Task objective =>
For the string "this", state the number of lines in the data that contain it, and nothing else.

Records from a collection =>
*** Begin section ***

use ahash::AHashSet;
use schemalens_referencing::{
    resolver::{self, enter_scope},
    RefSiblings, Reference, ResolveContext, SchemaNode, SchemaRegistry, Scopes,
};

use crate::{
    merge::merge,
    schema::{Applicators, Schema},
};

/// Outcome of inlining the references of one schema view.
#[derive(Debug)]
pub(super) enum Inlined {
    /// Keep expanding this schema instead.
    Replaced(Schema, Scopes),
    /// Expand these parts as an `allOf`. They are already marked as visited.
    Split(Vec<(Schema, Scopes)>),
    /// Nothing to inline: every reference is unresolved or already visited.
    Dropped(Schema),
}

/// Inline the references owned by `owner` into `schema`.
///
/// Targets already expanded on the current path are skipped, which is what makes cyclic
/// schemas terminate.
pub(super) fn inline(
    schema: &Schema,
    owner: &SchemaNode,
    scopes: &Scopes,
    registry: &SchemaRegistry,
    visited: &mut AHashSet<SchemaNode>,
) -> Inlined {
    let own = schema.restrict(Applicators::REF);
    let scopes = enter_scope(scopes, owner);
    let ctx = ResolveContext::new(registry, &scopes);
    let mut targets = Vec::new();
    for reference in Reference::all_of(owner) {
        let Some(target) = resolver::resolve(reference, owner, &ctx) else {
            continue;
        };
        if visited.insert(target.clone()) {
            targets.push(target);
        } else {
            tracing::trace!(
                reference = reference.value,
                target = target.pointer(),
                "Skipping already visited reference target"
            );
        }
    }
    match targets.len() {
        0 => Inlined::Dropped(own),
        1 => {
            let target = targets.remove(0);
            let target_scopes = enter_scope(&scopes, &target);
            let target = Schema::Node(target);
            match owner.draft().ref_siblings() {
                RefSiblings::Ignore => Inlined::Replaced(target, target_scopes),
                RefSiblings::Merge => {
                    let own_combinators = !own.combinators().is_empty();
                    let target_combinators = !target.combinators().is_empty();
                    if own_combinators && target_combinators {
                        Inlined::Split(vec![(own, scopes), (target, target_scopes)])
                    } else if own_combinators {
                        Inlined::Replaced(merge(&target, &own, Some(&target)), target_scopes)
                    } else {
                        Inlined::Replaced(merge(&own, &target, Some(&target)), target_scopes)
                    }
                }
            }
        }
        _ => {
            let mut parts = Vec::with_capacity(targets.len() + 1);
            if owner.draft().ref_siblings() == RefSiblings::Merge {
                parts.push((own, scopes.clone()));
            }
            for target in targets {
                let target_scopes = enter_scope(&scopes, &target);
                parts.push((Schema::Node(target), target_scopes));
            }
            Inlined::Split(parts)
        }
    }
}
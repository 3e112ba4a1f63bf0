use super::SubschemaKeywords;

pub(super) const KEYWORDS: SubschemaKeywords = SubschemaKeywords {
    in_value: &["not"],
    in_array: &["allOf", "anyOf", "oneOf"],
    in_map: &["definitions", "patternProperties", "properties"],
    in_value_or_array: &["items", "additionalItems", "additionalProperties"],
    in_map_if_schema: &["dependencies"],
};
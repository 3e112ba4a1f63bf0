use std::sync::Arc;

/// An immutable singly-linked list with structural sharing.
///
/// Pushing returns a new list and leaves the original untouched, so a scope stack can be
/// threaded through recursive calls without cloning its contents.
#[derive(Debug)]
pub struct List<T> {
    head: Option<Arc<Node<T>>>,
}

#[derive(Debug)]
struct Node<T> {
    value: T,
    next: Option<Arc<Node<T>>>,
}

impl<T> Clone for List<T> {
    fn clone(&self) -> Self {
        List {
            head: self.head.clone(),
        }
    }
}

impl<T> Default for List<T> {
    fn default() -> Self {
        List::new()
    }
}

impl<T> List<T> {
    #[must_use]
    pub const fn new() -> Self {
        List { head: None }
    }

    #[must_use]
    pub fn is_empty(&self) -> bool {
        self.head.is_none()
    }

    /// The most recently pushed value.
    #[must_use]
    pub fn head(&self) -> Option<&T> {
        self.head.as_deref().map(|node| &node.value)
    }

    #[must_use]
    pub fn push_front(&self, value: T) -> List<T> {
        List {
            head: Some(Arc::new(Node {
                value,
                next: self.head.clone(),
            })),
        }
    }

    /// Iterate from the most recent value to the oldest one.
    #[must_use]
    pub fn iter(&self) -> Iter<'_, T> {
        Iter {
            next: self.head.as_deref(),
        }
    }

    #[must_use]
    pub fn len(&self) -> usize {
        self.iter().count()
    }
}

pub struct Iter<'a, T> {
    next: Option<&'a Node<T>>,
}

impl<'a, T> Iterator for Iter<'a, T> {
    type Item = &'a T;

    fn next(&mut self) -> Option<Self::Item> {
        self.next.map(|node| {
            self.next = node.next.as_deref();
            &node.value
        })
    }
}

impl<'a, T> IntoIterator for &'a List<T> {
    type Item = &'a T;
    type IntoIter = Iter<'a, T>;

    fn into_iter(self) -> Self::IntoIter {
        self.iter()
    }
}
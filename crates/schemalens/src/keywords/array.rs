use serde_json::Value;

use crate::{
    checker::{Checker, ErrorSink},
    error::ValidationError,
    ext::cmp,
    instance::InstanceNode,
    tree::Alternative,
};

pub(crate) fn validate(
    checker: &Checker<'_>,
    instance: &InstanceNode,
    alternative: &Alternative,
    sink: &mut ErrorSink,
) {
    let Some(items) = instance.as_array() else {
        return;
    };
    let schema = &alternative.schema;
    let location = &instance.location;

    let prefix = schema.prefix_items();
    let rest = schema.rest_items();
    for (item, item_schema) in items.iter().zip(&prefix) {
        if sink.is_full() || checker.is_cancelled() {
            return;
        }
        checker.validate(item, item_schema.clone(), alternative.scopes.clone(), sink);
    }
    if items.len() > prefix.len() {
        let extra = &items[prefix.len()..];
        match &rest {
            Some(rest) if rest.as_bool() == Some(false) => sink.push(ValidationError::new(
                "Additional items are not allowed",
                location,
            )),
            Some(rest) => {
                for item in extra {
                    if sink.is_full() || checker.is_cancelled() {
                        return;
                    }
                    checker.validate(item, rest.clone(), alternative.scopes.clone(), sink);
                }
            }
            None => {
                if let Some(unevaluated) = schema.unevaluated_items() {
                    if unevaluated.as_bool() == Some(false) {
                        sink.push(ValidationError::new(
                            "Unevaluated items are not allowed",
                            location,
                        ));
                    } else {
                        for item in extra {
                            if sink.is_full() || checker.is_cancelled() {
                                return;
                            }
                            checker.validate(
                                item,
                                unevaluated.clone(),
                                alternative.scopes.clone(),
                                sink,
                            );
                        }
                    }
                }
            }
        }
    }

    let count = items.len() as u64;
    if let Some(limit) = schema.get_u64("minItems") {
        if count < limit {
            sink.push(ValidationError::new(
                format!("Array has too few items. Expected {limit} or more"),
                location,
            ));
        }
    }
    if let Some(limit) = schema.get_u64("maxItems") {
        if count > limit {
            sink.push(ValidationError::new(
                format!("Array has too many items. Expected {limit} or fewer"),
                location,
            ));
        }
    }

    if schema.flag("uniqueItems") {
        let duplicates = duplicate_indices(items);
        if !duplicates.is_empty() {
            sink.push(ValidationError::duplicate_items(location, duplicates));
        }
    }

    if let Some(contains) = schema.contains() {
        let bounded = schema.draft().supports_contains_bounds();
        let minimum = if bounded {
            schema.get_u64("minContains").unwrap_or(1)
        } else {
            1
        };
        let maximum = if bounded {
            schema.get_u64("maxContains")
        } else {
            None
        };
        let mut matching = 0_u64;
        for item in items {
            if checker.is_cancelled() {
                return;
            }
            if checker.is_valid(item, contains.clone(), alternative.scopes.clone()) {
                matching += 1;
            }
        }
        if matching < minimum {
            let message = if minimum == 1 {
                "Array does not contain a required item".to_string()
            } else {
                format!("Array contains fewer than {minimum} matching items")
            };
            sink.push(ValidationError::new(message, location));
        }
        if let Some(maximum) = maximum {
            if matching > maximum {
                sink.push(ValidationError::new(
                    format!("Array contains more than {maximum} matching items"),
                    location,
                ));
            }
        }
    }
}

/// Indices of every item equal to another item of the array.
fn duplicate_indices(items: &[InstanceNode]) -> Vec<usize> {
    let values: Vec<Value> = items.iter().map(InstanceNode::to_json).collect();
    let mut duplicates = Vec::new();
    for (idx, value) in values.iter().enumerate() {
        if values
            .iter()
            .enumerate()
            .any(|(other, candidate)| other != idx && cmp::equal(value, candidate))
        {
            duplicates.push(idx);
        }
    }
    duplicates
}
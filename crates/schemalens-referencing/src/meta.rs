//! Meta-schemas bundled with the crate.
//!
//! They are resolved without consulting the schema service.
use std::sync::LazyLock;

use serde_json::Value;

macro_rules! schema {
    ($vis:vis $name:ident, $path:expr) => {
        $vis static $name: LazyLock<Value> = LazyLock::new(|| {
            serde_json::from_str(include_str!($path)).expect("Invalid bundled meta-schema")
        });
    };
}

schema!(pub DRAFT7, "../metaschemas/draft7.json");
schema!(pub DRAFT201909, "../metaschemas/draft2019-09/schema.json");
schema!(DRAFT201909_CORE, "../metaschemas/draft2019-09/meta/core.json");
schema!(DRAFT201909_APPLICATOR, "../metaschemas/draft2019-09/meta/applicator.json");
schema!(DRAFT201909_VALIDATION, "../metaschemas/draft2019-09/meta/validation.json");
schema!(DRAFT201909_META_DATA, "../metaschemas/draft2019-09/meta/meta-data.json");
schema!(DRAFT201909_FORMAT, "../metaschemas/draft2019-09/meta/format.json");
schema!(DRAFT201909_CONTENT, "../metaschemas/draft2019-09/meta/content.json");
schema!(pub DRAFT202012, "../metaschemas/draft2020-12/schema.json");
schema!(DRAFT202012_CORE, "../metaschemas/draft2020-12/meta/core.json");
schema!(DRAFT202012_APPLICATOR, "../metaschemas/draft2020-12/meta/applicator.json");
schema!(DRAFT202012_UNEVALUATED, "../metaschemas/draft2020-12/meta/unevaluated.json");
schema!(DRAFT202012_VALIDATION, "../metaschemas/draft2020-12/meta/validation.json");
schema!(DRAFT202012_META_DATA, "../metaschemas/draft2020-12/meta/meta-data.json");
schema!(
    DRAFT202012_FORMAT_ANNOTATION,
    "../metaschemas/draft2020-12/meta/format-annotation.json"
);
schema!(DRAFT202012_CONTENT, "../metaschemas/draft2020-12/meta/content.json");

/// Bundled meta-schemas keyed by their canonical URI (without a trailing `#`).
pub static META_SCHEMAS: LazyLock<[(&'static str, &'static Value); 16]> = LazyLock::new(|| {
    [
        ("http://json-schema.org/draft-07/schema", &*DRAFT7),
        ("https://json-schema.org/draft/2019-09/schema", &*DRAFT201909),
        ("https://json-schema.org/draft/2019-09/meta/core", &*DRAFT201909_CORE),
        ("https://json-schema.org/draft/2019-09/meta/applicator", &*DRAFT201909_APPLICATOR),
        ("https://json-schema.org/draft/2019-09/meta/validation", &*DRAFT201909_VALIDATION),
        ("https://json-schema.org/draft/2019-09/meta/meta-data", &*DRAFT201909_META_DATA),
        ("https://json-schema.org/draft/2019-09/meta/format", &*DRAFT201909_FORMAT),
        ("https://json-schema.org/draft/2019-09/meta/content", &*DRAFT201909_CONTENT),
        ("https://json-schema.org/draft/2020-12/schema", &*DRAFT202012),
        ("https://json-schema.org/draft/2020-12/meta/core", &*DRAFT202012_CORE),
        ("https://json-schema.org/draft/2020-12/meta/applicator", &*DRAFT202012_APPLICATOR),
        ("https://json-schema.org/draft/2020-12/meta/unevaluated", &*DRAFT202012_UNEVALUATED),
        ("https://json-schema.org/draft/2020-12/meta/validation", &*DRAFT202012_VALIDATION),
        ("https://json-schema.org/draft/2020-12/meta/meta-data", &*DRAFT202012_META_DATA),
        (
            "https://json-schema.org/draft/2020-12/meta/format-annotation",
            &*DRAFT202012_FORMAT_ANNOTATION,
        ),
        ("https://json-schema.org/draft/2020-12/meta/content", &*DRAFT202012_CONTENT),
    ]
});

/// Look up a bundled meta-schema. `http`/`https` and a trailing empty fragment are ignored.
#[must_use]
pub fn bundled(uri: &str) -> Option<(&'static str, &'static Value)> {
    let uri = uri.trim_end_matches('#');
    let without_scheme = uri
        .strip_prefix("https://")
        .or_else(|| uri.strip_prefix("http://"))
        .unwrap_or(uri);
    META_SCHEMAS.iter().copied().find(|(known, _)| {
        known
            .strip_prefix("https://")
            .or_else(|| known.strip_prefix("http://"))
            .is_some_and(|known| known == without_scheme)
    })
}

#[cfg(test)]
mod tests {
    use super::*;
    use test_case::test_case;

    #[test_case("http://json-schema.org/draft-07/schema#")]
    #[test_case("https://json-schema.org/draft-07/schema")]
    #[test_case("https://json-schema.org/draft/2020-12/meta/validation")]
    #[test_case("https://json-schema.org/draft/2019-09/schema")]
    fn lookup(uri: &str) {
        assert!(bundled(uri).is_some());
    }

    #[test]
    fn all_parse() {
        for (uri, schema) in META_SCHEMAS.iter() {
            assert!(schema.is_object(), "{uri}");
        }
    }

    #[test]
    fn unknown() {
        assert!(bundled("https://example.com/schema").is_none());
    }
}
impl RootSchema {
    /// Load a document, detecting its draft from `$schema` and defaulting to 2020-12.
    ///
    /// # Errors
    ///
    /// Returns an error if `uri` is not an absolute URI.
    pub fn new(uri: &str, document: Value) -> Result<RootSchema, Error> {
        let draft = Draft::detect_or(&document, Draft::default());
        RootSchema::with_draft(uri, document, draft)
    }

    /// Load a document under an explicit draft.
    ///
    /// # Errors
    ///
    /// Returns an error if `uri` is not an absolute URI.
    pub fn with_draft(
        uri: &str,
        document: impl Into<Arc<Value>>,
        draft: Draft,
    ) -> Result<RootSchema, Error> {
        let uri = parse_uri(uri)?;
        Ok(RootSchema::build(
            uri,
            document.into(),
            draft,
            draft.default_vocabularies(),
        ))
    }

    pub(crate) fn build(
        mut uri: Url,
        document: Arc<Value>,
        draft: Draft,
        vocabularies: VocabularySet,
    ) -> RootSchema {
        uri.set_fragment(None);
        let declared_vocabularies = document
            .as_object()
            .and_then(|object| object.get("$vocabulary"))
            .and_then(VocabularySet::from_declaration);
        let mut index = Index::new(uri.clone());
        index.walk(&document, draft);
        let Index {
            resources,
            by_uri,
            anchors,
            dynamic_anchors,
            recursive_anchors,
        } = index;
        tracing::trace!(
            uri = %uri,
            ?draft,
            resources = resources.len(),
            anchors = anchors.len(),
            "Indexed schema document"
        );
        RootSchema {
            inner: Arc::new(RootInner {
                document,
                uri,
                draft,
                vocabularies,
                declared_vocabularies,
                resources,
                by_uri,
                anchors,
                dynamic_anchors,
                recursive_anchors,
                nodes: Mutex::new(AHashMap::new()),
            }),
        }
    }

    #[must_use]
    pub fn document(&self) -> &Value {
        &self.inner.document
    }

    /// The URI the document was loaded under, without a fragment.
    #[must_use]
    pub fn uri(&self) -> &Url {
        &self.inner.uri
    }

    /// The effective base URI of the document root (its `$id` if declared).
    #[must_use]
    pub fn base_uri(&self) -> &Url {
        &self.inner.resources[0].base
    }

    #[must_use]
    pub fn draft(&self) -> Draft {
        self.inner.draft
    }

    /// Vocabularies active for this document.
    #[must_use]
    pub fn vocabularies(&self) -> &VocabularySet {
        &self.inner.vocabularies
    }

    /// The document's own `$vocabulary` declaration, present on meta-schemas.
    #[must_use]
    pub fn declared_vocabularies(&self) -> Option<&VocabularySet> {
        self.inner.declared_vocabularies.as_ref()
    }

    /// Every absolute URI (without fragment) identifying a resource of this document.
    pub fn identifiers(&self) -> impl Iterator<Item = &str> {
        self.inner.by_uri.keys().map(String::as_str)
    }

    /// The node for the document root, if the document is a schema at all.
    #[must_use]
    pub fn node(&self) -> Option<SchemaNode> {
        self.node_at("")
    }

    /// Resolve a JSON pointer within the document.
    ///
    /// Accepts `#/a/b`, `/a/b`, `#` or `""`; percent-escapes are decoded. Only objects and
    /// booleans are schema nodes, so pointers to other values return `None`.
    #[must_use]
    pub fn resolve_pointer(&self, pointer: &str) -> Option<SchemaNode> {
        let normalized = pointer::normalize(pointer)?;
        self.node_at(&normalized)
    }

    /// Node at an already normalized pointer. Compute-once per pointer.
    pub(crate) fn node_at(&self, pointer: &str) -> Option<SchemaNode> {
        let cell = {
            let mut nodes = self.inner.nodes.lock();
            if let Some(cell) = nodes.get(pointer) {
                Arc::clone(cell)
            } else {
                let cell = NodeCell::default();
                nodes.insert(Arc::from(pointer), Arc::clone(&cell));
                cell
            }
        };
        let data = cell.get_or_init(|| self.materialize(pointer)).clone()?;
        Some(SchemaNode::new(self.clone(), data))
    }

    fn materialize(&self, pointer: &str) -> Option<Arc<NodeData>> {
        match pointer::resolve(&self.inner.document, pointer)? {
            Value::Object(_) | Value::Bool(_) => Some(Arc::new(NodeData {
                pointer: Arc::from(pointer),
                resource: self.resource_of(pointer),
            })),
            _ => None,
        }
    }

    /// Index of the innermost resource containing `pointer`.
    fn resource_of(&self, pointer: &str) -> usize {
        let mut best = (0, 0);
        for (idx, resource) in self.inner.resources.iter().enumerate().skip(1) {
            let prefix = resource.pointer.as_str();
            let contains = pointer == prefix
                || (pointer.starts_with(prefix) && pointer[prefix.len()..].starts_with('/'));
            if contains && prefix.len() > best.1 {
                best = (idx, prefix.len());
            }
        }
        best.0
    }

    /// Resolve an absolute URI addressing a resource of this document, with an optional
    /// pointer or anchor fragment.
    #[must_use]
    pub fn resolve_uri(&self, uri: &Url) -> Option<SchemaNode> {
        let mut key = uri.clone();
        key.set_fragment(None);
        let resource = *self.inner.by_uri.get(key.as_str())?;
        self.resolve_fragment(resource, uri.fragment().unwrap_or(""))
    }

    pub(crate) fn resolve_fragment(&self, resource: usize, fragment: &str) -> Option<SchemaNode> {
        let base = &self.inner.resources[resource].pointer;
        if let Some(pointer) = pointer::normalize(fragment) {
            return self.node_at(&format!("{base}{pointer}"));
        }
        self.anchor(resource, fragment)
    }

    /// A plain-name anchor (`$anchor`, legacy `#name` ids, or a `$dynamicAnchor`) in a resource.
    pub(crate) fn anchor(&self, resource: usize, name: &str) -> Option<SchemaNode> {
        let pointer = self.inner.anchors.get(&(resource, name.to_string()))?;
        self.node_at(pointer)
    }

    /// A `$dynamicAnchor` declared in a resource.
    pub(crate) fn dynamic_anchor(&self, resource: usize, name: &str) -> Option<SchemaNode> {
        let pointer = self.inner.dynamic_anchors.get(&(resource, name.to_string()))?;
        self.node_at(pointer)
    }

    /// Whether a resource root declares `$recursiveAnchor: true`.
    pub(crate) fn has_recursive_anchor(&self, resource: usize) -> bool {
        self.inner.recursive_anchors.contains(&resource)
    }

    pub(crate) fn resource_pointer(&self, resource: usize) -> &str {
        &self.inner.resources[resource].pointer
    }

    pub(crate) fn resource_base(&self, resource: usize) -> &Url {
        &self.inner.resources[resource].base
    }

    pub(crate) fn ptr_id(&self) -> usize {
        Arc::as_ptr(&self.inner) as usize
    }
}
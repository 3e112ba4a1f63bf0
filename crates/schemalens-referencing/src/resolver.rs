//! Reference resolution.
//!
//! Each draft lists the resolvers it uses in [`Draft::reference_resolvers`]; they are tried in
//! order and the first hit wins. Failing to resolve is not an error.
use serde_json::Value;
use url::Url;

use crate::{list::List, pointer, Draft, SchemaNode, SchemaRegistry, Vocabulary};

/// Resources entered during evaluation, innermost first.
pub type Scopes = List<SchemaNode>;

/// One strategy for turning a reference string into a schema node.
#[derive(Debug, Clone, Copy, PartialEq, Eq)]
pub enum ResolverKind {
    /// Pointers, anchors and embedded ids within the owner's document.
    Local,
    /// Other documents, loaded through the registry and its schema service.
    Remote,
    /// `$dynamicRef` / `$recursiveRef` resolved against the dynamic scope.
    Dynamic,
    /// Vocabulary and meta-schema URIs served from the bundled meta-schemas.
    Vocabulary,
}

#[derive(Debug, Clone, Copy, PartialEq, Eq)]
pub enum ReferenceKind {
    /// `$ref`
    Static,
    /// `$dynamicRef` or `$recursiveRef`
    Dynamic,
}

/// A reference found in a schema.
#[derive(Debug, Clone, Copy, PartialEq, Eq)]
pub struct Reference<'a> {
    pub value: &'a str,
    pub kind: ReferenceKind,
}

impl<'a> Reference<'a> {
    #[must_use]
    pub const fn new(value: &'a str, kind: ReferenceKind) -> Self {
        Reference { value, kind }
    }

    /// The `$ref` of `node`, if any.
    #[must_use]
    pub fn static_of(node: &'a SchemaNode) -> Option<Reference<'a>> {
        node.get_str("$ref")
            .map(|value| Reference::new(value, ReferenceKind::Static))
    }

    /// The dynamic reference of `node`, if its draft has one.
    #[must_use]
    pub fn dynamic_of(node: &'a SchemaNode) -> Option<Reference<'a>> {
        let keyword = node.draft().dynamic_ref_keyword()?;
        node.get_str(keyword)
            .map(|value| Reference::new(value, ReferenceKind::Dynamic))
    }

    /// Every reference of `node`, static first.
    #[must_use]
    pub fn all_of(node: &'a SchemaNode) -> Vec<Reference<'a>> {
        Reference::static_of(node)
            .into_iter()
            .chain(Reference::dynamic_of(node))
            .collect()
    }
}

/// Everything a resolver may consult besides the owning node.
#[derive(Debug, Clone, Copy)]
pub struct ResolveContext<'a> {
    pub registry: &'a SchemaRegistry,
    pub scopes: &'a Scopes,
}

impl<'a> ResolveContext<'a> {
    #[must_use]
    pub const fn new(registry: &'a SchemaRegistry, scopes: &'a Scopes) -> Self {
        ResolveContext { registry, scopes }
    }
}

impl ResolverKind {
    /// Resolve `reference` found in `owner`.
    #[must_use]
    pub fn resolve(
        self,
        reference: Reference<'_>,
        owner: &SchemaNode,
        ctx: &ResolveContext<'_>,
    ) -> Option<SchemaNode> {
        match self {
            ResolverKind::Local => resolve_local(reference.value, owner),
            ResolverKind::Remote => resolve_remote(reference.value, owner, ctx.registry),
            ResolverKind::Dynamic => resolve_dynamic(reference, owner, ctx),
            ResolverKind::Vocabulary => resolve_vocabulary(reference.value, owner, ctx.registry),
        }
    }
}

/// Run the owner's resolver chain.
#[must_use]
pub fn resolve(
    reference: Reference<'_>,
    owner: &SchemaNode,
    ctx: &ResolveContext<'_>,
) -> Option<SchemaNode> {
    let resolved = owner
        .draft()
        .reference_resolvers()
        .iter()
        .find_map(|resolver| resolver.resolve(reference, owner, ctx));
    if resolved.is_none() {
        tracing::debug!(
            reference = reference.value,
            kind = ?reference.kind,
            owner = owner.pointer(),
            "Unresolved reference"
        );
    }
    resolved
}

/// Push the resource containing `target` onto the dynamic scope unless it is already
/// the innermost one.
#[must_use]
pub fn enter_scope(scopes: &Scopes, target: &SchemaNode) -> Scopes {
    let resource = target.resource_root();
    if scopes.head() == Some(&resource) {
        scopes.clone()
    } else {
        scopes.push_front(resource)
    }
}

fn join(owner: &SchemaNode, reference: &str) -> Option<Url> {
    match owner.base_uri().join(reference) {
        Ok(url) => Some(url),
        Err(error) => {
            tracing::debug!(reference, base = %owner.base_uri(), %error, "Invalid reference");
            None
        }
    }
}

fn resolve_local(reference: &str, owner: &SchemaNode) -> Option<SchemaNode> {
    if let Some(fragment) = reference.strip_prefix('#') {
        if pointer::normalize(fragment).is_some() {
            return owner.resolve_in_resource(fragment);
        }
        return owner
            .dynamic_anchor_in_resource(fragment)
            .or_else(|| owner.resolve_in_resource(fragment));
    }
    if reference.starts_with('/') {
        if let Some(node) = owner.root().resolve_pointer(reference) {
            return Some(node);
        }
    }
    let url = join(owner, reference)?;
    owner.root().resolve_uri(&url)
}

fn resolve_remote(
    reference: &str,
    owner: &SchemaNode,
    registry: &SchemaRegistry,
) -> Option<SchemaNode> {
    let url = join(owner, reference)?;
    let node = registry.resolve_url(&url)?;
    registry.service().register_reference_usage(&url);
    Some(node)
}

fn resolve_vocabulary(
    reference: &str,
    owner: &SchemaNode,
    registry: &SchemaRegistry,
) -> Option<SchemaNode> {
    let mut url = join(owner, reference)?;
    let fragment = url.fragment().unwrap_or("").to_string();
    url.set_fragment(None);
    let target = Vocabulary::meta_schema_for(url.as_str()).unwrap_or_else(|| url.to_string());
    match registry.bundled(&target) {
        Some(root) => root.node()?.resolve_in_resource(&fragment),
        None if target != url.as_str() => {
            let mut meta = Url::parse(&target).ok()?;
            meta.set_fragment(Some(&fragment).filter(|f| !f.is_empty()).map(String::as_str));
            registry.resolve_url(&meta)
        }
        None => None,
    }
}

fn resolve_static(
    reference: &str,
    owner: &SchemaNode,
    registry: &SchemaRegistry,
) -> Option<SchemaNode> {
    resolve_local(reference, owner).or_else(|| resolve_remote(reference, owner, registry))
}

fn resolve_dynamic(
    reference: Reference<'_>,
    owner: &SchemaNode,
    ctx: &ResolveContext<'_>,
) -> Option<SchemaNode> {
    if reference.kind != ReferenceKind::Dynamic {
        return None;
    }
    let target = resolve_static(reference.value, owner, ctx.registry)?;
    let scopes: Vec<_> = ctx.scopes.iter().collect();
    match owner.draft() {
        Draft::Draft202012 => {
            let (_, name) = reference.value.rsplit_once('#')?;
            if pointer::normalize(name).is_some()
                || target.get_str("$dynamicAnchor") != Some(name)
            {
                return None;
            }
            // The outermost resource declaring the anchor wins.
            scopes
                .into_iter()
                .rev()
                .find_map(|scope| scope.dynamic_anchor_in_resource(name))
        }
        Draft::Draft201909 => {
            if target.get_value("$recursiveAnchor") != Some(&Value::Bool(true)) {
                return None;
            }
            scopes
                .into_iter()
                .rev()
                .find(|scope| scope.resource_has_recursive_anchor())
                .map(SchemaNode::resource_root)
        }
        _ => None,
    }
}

*** End section ***

Finished exercise =>
4